Suppose you have a sequence of images and you want to infer the “image flow” of the motions depicted in the sequence. These motions might be the result of activity by various objects in the scene or they might be motions induced by the movement of the observer, so-called egomotion.
Current technology allows the creation of larger images, larger in the sense of higher resolution, which necessitates some form of sampling of the image spaces to reduce the amount of computation required. One way to do this sampling is to borrow from biological vision systems and use a log-polar representation, in which the density of the samples decreases as one moves away from the focal point. However, as the authors of this paper point out, for a number of potential applications, such as an autonomous vehicle with a forward-facing vision sensor, this means that the immediate foreground is less densely sampled than the region around the vanishing point at which the sensor is directed.

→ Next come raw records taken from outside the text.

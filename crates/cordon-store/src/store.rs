//! The authoritative store over one data directory.
//!
//! Collection file names match the historical data layout so existing
//! directories remain usable: `access_requests.json`, `auth_data.json`,
//! `access_decision.json`, `user_data.json`, `policyConfiguration.yml`.

use crate::collection::{next_id, Collection};
use crate::policy_doc::PolicyDocument;
use crate::records::{AccessDecision, AccessRequest, AuthEvent, UserIdentity};
use cordon_core::CordonResult;
use std::path::{Path, PathBuf};
use std::time::Duration;
use tracing::{debug, info};

/// Typed access to every durable collection. The sole owner of the data
/// directory; all other components reach it through fabric messages.
#[derive(Debug)]
pub struct Store {
    access_requests: Collection<AccessRequest>,
    auth_events: Collection<AuthEvent>,
    decisions: Collection<AccessDecision>,
    identities: Collection<UserIdentity>,
    policy: PolicyDocument,
    dir: PathBuf,
}

impl Store {
    /// Open (creating if needed) the data directory.
    pub fn open(dir: impl AsRef<Path>) -> CordonResult<Self> {
        let dir = dir.as_ref().to_path_buf();
        std::fs::create_dir_all(&dir)?;
        info!(dir = %dir.display(), "store opened");
        Ok(Self {
            access_requests: Collection::new(&dir, "access_requests"),
            auth_events: Collection::new(&dir, "auth_data"),
            decisions: Collection::new(&dir, "access_decision"),
            identities: Collection::new(&dir, "user_data"),
            policy: PolicyDocument::new(&dir),
            dir,
        })
    }

    /// Open with a short lock bound. Test setup.
    pub fn open_with_lock_timeout(dir: impl AsRef<Path>, timeout: Duration) -> CordonResult<Self> {
        let mut store = Self::open(dir)?;
        store.access_requests = store.access_requests.with_lock_timeout(timeout);
        store.auth_events = store.auth_events.with_lock_timeout(timeout);
        store.decisions = store.decisions.with_lock_timeout(timeout);
        store.identities = store.identities.with_lock_timeout(timeout);
        store.policy = store.policy.with_lock_timeout(timeout);
        Ok(store)
    }

    /// The data directory this store owns.
    pub fn dir(&self) -> &Path {
        &self.dir
    }

    /// The policy-configuration document.
    pub fn policy(&self) -> &PolicyDocument {
        &self.policy
    }

    /// Append an access request, assigning the next collection-scoped ID.
    /// Returns the assigned ID.
    pub fn append_access_request(&self, mut request: AccessRequest) -> CordonResult<u64> {
        self.access_requests.mutate(|records| {
            let id = next_id(records.last().map(|r| r.id));
            request.id = id;
            records.push(request);
            Ok(id)
        })
    }

    /// Append cleaned authentication events, skipping any whose
    /// `(time, user_id)` pair is already present. Returns how many were
    /// actually appended.
    pub fn ingest_auth_events(&self, events: Vec<AuthEvent>) -> CordonResult<usize> {
        self.auth_events.mutate(|records| {
            let mut appended = 0;
            for mut event in events {
                let exists = records
                    .iter()
                    .any(|e| e.time == event.time && e.user_id == event.user_id);
                if exists {
                    debug!(user = %event.user_id, time = %event.time, "duplicate event skipped");
                    continue;
                }
                event.id = next_id(records.last().map(|e| e.id));
                records.push(event);
                appended += 1;
            }
            Ok(appended)
        })
    }

    /// Append an access decision, assigning the next ID. Returns it.
    pub fn append_decision(&self, mut decision: AccessDecision) -> CordonResult<u64> {
        self.decisions.mutate(|records| {
            let id = next_id(records.last().map(|d| d.id));
            decision.id = id;
            records.push(decision);
            Ok(id)
        })
    }

    /// Merge partial identity records. Known identities take non-null
    /// incoming fields; unknown identities are appended; none are removed.
    pub fn merge_identities(&self, incoming: Vec<UserIdentity>) -> CordonResult<()> {
        self.identities.mutate(|records| {
            for new_user in incoming {
                match records.iter_mut().find(|u| u.user_id == new_user.user_id) {
                    Some(existing) => existing.merge_from(&new_user),
                    None => records.push(new_user),
                }
            }
            Ok(())
        })
    }

    /// The most recent access request for `user_id`, by request time.
    pub fn latest_access_request(&self, user_id: &str) -> CordonResult<Option<AccessRequest>> {
        let records = self.access_requests.read_all()?;
        Ok(records
            .into_iter()
            .filter(|r| r.user_id == user_id)
            .max_by(|a, b| a.access_request_time.cmp(&b.access_request_time)))
    }

    /// The most recent authentication event for `user_id`, by event time.
    pub fn latest_auth_event(&self, user_id: &str) -> CordonResult<Option<AuthEvent>> {
        let records = self.auth_events.read_all()?;
        Ok(records
            .into_iter()
            .filter(|e| e.user_id == user_id)
            .max_by(|a, b| a.time.cmp(&b.time)))
    }

    /// Every authentication event for `user_id`, in append order.
    pub fn auth_events_for(&self, user_id: &str) -> CordonResult<Vec<AuthEvent>> {
        let records = self.auth_events.read_all()?;
        Ok(records.into_iter().filter(|e| e.user_id == user_id).collect())
    }

    /// The identity record for `user_id`, if known.
    pub fn identity(&self, user_id: &str) -> CordonResult<Option<UserIdentity>> {
        let records = self.identities.read_all()?;
        Ok(records.into_iter().find(|u| u.user_id == user_id))
    }

    /// The most recently appended decision (maximum ID).
    pub fn latest_decision(&self) -> CordonResult<Option<AccessDecision>> {
        let records = self.decisions.read_all()?;
        Ok(records.into_iter().max_by_key(|d| d.id))
    }
}

#[cfg(test)]
mod tests {
    use super::*;

    fn store(dir: &Path) -> Store {
        Store::open_with_lock_timeout(dir, Duration::from_secs(1)).unwrap()
    }

    fn event(user: &str, time: &str, status: u8) -> AuthEvent {
        AuthEvent {
            id: 0,
            time: time.to_string(),
            event_type: if status == 1 { "LOGIN" } else { "LOGIN_ERROR" }.to_string(),
            user_id: user.to_string(),
            ip_address: None,
            auth_type: Some("password".to_string()),
            auth_status: status,
            sign_in_risk: 0.5,
        }
    }

    fn request(user: &str, time: &str) -> AccessRequest {
        AccessRequest {
            id: 0,
            user_id: user.to_string(),
            resource_requested: "resource-1".to_string(),
            access_request_time: time.to_string(),
            public_ip_address: None,
            location: Some("London/GB".to_string()),
            device_type: None,
            browser: None,
            device_mac: None,
            device_vendor: None,
            device_os: None,
            status: None,
        }
    }

    #[test]
    fn access_request_ids_are_monotonic() {
        let dir = tempfile::tempdir().unwrap();
        let store = store(dir.path());
        assert_eq!(store.append_access_request(request("u1", "2024-01-01 10:00:00")).unwrap(), 1);
        assert_eq!(store.append_access_request(request("u2", "2024-01-01 11:00:00")).unwrap(), 2);
        assert_eq!(store.append_access_request(request("u1", "2024-01-01 12:00:00")).unwrap(), 3);
    }

    #[test]
    fn duplicate_events_are_skipped() {
        let dir = tempfile::tempdir().unwrap();
        let store = store(dir.path());
        let first = store
            .ingest_auth_events(vec![
                event("u1", "2024-01-01 09:00:00", 1),
                event("u1", "2024-01-01 10:00:00", 0),
            ])
            .unwrap();
        assert_eq!(first, 2);

        // Same (time, user) pair again plus one genuinely new event.
        let second = store
            .ingest_auth_events(vec![
                event("u1", "2024-01-01 10:00:00", 0),
                event("u2", "2024-01-01 10:00:00", 1),
            ])
            .unwrap();
        assert_eq!(second, 1);

        let all = store.auth_events_for("u1").unwrap();
        assert_eq!(all.len(), 2);
    }

    #[test]
    fn latest_queries_pick_maximum_time() {
        let dir = tempfile::tempdir().unwrap();
        let store = store(dir.path());
        store.append_access_request(request("u1", "2024-01-02 08:00:00")).unwrap();
        store.append_access_request(request("u1", "2024-01-03 08:00:00")).unwrap();
        store.append_access_request(request("u2", "2024-01-04 08:00:00")).unwrap();

        let latest = store.latest_access_request("u1").unwrap().unwrap();
        assert_eq!(latest.access_request_time, "2024-01-03 08:00:00");
        assert!(store.latest_access_request("u9").unwrap().is_none());
    }

    #[test]
    fn identity_merge_appends_and_updates() {
        let dir = tempfile::tempdir().unwrap();
        let store = store(dir.path());
        let base = UserIdentity {
            user_id: "u1".to_string(),
            username: Some("alex".to_string()),
            email: None,
            created_timestamp: None,
            email_verified: None,
            totp_enabled: None,
            user_role: None,
        };
        store.merge_identities(vec![base.clone()]).unwrap();

        let update = UserIdentity {
            user_role: Some("Approver".to_string()),
            username: None,
            ..base.clone()
        };
        store.merge_identities(vec![update]).unwrap();

        let merged = store.identity("u1").unwrap().unwrap();
        assert_eq!(merged.username.as_deref(), Some("alex"));
        assert_eq!(merged.user_role.as_deref(), Some("Approver"));
    }

    #[test]
    fn latest_decision_is_max_by_id() {
        let dir = tempfile::tempdir().unwrap();
        let store = store(dir.path());
        for (user, verdict) in [("u1", 1), ("u2", 0)] {
            store
                .append_decision(AccessDecision {
                    id: 0,
                    user_id: user.to_string(),
                    user_trust_score: 0.7,
                    access_decision: verdict,
                    timestamp: "2024-01-01 09:00:00".to_string(),
                })
                .unwrap();
        }
        let latest = store.latest_decision().unwrap().unwrap();
        assert_eq!(latest.user_id, "u2");
        // IDs are assigned at append time, under the collection lock.
        assert_eq!(latest.id, 2);
    }
}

The authors propose a sampling technique, reverse log-polar, in which sampling is densest at the edge of the (circular) vision field. The authors justify using a polar coordinate system for the motion flow computation problem on the basis of image motion statistics. They compare the accuracy of log-polar and reverse log-polar sampling using both synthetic and real-world sequences. The average angular error is used to determine the accuracy compared to the ground truth optical flow.
The experimental results show that reverse log-polar representation is superior to log-polar, at least for the forward-facing sensor systems considered. It would be interesting to consider systems that use a mixture of sampling techniques.